"The Dodecanese" -- the very name suggests someplace exotic (in fact it is merely Greek for "Twelve Islands"), and these islands, if not exotic, certainly have been providing visitors for many, many centuries a range of extraordinary attractions and experiences.

Part of their appeal comes from the fact that the Dodecanese mostly hug the coast of Asia Minor, far from the Greek mainland. As frontier or borderline territories, their struggles to remain free and Greek have been intense and prolonged. Although they have been recognizably Greek for millennia, only in 1948 were the Dodecanese formally reunited with the Greek nation.

By the way, "the Twelve Islands" are in fact an archipelago of 32 islands: 14 inhabited and 18 uninhabited. But they have been known as the Dodecanese since 1908, when 12 of them joined forces to resist the revocation of the status they had long enjoyed under the Ottoman sultans.

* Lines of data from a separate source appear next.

use crate::error::{Result, ToolError};
use crate::traits::{LocalFunction, to_llm_tool_def};
use serde_json::Value;
use std::sync::Arc;
use std::time::Instant;

/// The set of local functions callable by name; names are unique.
#[derive(Clone, Default)]
pub struct FunctionRegistry {
    functions: Vec<Arc<dyn LocalFunction>>,
}

impl FunctionRegistry {
    pub fn new(functions: Vec<Arc<dyn LocalFunction>>) -> Result<Self> {
        let mut registry = Self::default();
        for f in functions {
            registry.register(f)?;
        }
        Ok(registry)
    }

    pub fn register(&mut self, function: Arc<dyn LocalFunction>) -> Result<()> {
        let spec = function.spec();
        let schema = spec.json_schema();
        let name = vl_llm::ToolDefinition::validated(spec.name, spec.description, schema)
            .map_err(|e| ToolError::InvalidName(e.to_string()))?
            .name;
        if self.get(&name).is_some() {
            return Err(ToolError::DuplicateFunction(name));
        }
        self.functions.push(function);
        Ok(())
    }

    pub fn get(&self, name: &str) -> Option<Arc<dyn LocalFunction>> {
        self.functions
            .iter()
            .find(|f| f.spec().name == name)
            .cloned()
    }

    pub fn names(&self) -> Vec<String> {
        self.functions.iter().map(|f| f.spec().name).collect()
    }

    pub fn definitions(&self) -> Vec<vl_llm::ToolDefinition> {
        self.functions
            .iter()
            .map(|f| to_llm_tool_def(f.as_ref()))
            .collect()
    }

    pub fn len(&self) -> usize {
        self.functions.len()
    }

    pub fn is_empty(&self) -> bool {
        self.functions.is_empty()
    }

    /// Look up `name`, bind `arguments` to its declared parameters, and call it.
    #[tracing::instrument(level = "debug", skip(self, arguments))]
    pub async fn invoke(&self, name: &str, arguments: &Value) -> Result<Value> {
        let function = self
            .get(name)
            .ok_or_else(|| ToolError::UnknownFunction(name.to_string()))?;
        let bound = function.spec().bind(arguments)?;

        let started = Instant::now();
        let out = function.call(bound).await?;
        tracing::debug!(
            latency_ms = started.elapsed().as_millis() as u64,
            "local function executed"
        );
        Ok(out)
    }
}
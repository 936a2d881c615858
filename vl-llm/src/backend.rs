use crate::error::Result;
use crate::types::{ChatMessage, ChatResponse, ToolDefinition};
use async_trait::async_trait;

/// Everything a provider needs for one round trip.
#[derive(Debug, Clone, Copy)]
pub struct ChatRequest<'a> {
    pub model: &'a str,
    /// Dedicated system instruction, sent alongside `messages`.
    pub system: Option<&'a str>,
    pub messages: &'a [ChatMessage],
    pub temperature: f32,
    pub max_tokens: u32,
    pub tools: &'a [ToolDefinition],
    /// Provider-specific body fields, merged into the request as-is.
    pub extra: &'a serde_json::Map<String, serde_json::Value>,
}

/// A stateless chat completion endpoint.
#[async_trait]
pub trait ChatBackend: Send + Sync {
    async fn create(&self, request: &ChatRequest<'_>) -> Result<ChatResponse>;
}
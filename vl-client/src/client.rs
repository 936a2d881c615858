//! The facade: model routing, system-message policy, and the tool-calling loop.

use crate::config::ClientOptions;
use crate::error::Result;
use crate::memory::ConversationMemory;
use crate::response::{ToolInvocation, TurnResult};
use futures_util::Stream;
use serde_json::{Map, Value};
use std::collections::VecDeque;
use std::pin::Pin;
use std::sync::Arc;
use std::time::Instant;
use vl_llm::{
    ChatBackend, ChatMessage, ChatRequest, FinishReason, LlmClient, Provider, ToolCall,
    ToolDefinition, Usage,
};
use vl_tools::{FunctionRegistry, LocalFunction, ToolError};

/// Turn results of one `completion` call, produced one backend round trip at a time.
///
/// The stream holds the client mutably until dropped. Each element is either
/// a tool-use turn or, last, the final answer; a backend failure is yielded
/// once as `Err` and ends the stream.
pub type TurnStream<'a> = Pin<Box<dyn Stream<Item = Result<TurnResult>> + Send + 'a>>;

pub struct VersaClient {
    provider: Provider,
    model: String,
    options: ClientOptions,
    backend: Arc<dyn ChatBackend>,
    functions: FunctionRegistry,
    memory: ConversationMemory,
    /// Anthropic only: sent as the request's dedicated `system` field.
    system_prompt: Option<String>,
}

impl VersaClient {
    /// Resolve `model` to its provider and connect with the configured API key.
    pub fn new(
        model: &str,
        options: ClientOptions,
        functions: Vec<Arc<dyn LocalFunction>>,
    ) -> Result<Self> {
        let provider = Provider::for_model(model)?;
        let api_key = options.resolve_api_key(provider)?;
        let backend = LlmClient::new(provider, &api_key, options.base_url.as_deref());
        Self::build(provider, model, options, functions, Arc::new(backend))
    }

    /// Like [`VersaClient::new`], but sends every request to `backend`.
    pub fn with_backend(
        model: &str,
        options: ClientOptions,
        functions: Vec<Arc<dyn LocalFunction>>,
        backend: Arc<dyn ChatBackend>,
    ) -> Result<Self> {
        let provider = Provider::for_model(model)?;
        Self::build(provider, model, options, functions, backend)
    }

    fn build(
        provider: Provider,
        model: &str,
        options: ClientOptions,
        functions: Vec<Arc<dyn LocalFunction>>,
        backend: Arc<dyn ChatBackend>,
    ) -> Result<Self> {
        options.validate()?;
        let functions = FunctionRegistry::new(functions)?;
        tracing::debug!(
            %provider,
            model,
            functions = functions.len(),
            "versa client created"
        );
        Ok(Self {
            provider,
            model: model.to_string(),
            options,
            backend,
            functions,
            memory: ConversationMemory::new(),
            system_prompt: None,
        })
    }

    pub fn provider(&self) -> Provider {
        self.provider
    }

    pub fn model(&self) -> &str {
        &self.model
    }

    pub fn options(&self) -> &ClientOptions {
        &self.options
    }

    pub fn memory(&self) -> &ConversationMemory {
        &self.memory
    }

    pub fn system_prompt(&self) -> Option<&str> {
        self.system_prompt.as_deref()
    }

    pub fn functions(&self) -> &FunctionRegistry {
        &self.functions
    }

    /// Tool definitions for every registered function, ready to pass to `completion`.
    pub fn tool_definitions(&self) -> Vec<ToolDefinition> {
        self.functions.definitions()
    }

    /// Set the system instruction.
    ///
    /// Anthropic keeps it in a dedicated field and the last call wins. Groq and
    /// OpenAI store it as the first memory entry, so only a call made before
    /// any other message takes effect.
    pub fn system_message(&mut self, text: &str) {
        match self.provider {
            Provider::Anthropic => self.system_prompt = Some(text.to_string()),
            Provider::Groq | Provider::OpenAi => {
                if !self.memory.insert_system_if_empty(text) {
                    tracing::debug!(
                        provider = %self.provider,
                        "system message ignored; conversation already started"
                    );
                }
            }
        }
    }

    /// Append `prompt` as a user message and run the tool-calling loop.
    pub fn completion(&mut self, prompt: &str, tools: &[ToolDefinition]) -> TurnStream<'_> {
        self.memory.push(ChatMessage::user(prompt));
        self.run(tools.to_vec())
    }

    /// Replace the whole conversation with `history` and run the tool-calling loop.
    pub fn completion_with_history(
        &mut self,
        history: Vec<ChatMessage>,
        tools: &[ToolDefinition],
    ) -> TurnStream<'_> {
        self.memory.replace(history);
        self.run(tools.to_vec())
    }

    fn run(&mut self, tools: Vec<ToolDefinition>) -> TurnStream<'_> {
        tracing::info!(
            provider = %self.provider,
            model = %self.model,
            history_messages = self.memory.len(),
            tools = tools.len(),
            "completion started"
        );
        let state = LoopState {
            client: self,
            tools,
            pending: VecDeque::new(),
            done: false,
        };

        Box::pin(futures_util::stream::unfold(
            state,
            |mut state| async move {
                if let Some(turn) = state.pending.pop_front() {
                    return Some((Ok(turn), state));
                }
                if state.done {
                    return None;
                }
                match state.client.step(&state.tools).await {
                    Ok(step) => {
                        state.done = step.finished;
                        state.pending.extend(step.turns);
                        let turn = state.pending.pop_front()?;
                        Some((Ok(turn), state))
                    }
                    Err(e) => {
                        state.done = true;
                        Some((Err(e), state))
                    }
                }
            },
        ))
    }

    /// One backend round trip: AWAITING_MODEL, then TOOL_REQUESTED or DONE.
    async fn step(&mut self, tools: &[ToolDefinition]) -> Result<Step> {
        let request = ChatRequest {
            model: &self.model,
            system: self.system_prompt.as_deref(),
            messages: self.memory.messages(),
            temperature: self.options.temperature,
            max_tokens: self.options.max_output_tokens,
            tools,
            extra: &self.options.extra,
        };

        let started = Instant::now();
        let response = self.backend.create(&request).await?;
        tracing::info!(
            latency_ms = started.elapsed().as_millis() as u64,
            input_tokens = response.usage.input_tokens,
            output_tokens = response.usage.output_tokens,
            finish_reason = ?response.finish_reason,
            tool_calls = response.message.tool_calls.len(),
            "model turn completed"
        );

        if response.finish_reason == FinishReason::ToolUse {
            if !response.message.tool_calls.is_empty() {
                let text = Some(response.message.content.clone()).filter(|s| !s.is_empty());
                let calls = response.message.tool_calls.clone();
                self.memory.push(response.message);
                let turns = self.run_tool_calls(calls, text, response.usage).await;
                return Ok(Step {
                    turns,
                    finished: false,
                });
            }
            tracing::warn!("tool use signalled without tool calls; treating turn as final");
        }

        let content = response.message.content;
        if content.trim().is_empty() {
            // Providers reject empty assistant turns on the next request.
            tracing::debug!("empty final answer not added to memory");
        } else {
            self.memory.push(ChatMessage::assistant(content.clone()));
        }
        tracing::info!(
            history_messages = self.memory.len(),
            "completion finished"
        );
        Ok(Step {
            turns: vec![TurnResult::new(
                Some(content),
                &self.model,
                ToolInvocation::none(),
                response.usage,
            )],
            finished: true,
        })
    }

    /// Execute every requested call in order, appending one tool result per call.
    ///
    /// The first result carries the turn's text and usage; later ones carry neither,
    /// so summing usage over a stream counts each round trip once.
    async fn run_tool_calls(
        &mut self,
        calls: Vec<ToolCall>,
        text: Option<String>,
        usage: Usage,
    ) -> Vec<TurnResult> {
        let mut turns = Vec::with_capacity(calls.len());
        for (i, call) in calls.into_iter().enumerate() {
            tracing::info!(
                tool_call_id = %call.id,
                tool_name = %call.name,
                arguments_len = call.arguments.len(),
                "handling tool call"
            );
            let (input, result) = match parse_arguments(&call.arguments) {
                Ok(arguments) => {
                    let input = match &arguments {
                        Value::Object(m) => m.clone(),
                        _ => Map::new(),
                    };
                    (input, self.execute(&call, &arguments).await)
                }
                Err(e) => {
                    tracing::warn!(
                        tool_call_id = %call.id,
                        tool_name = %call.name,
                        error = %e,
                        "tool arguments are not valid JSON"
                    );
                    (Map::new(), Value::Null)
                }
            };

            self.memory
                .push(ChatMessage::tool_result(call.id.as_str(), result.to_string()));

            let (message, usage) = if i == 0 {
                (text.clone(), usage)
            } else {
                (None, Usage::default())
            };
            turns.push(TurnResult::new(
                message,
                &self.model,
                ToolInvocation::new(call.name, input),
                usage,
            ));
        }
        turns
    }

    /// Run a local function; any failure degrades to a `null` result.
    async fn execute(&self, call: &ToolCall, arguments: &Value) -> Value {
        match self.functions.invoke(&call.name, arguments).await {
            Ok(v) => v,
            Err(ToolError::UnknownFunction(_)) => {
                tracing::warn!(
                    tool_call_id = %call.id,
                    tool_name = %call.name,
                    "tool call referenced unknown function"
                );
                Value::Null
            }
            Err(e) => {
                tracing::error!(
                    tool_call_id = %call.id,
                    tool_name = %call.name,
                    error = %e,
                    "local function failed"
                );
                Value::Null
            }
        }
    }
}

struct LoopState<'a> {
    client: &'a mut VersaClient,
    tools: Vec<ToolDefinition>,
    pending: VecDeque<TurnResult>,
    done: bool,
}

struct Step {
    turns: Vec<TurnResult>,
    finished: bool,
}

fn parse_arguments(raw: &str) -> std::result::Result<Value, serde_json::Error> {
    if raw.trim().is_empty() {
        return Ok(Value::Null);
    }
    serde_json::from_str(raw)
}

The four islands selected for this chapter are certainly the most engaging of the Dodecanese. From south to north, they are Rhodes, Simi, Kos, and Patmos. Patmos and Simi are relatively arid in summer, while the interiors of Rhodes and Kos remain fertile and forested. Spectacular historical sights, such as ancient ruins and medieval fortresses, are concentrated on Patmos, Kos, and Rhodes; so are the tourists. Simi is the once-but-no-longer-secret getaway you will not soon forget.

Long accustomed to watching the seas for invaders, these islands now spend their time awaiting the tourists, who show up each spring and stay until October. The beginning of the tourist season sets into motion a pattern of activity largely contrived to attract and entertain outsiders. Such is the reality of island life today. As in the past, however, the islanders proudly retain their own character, even as they accommodate an onslaught of visitors.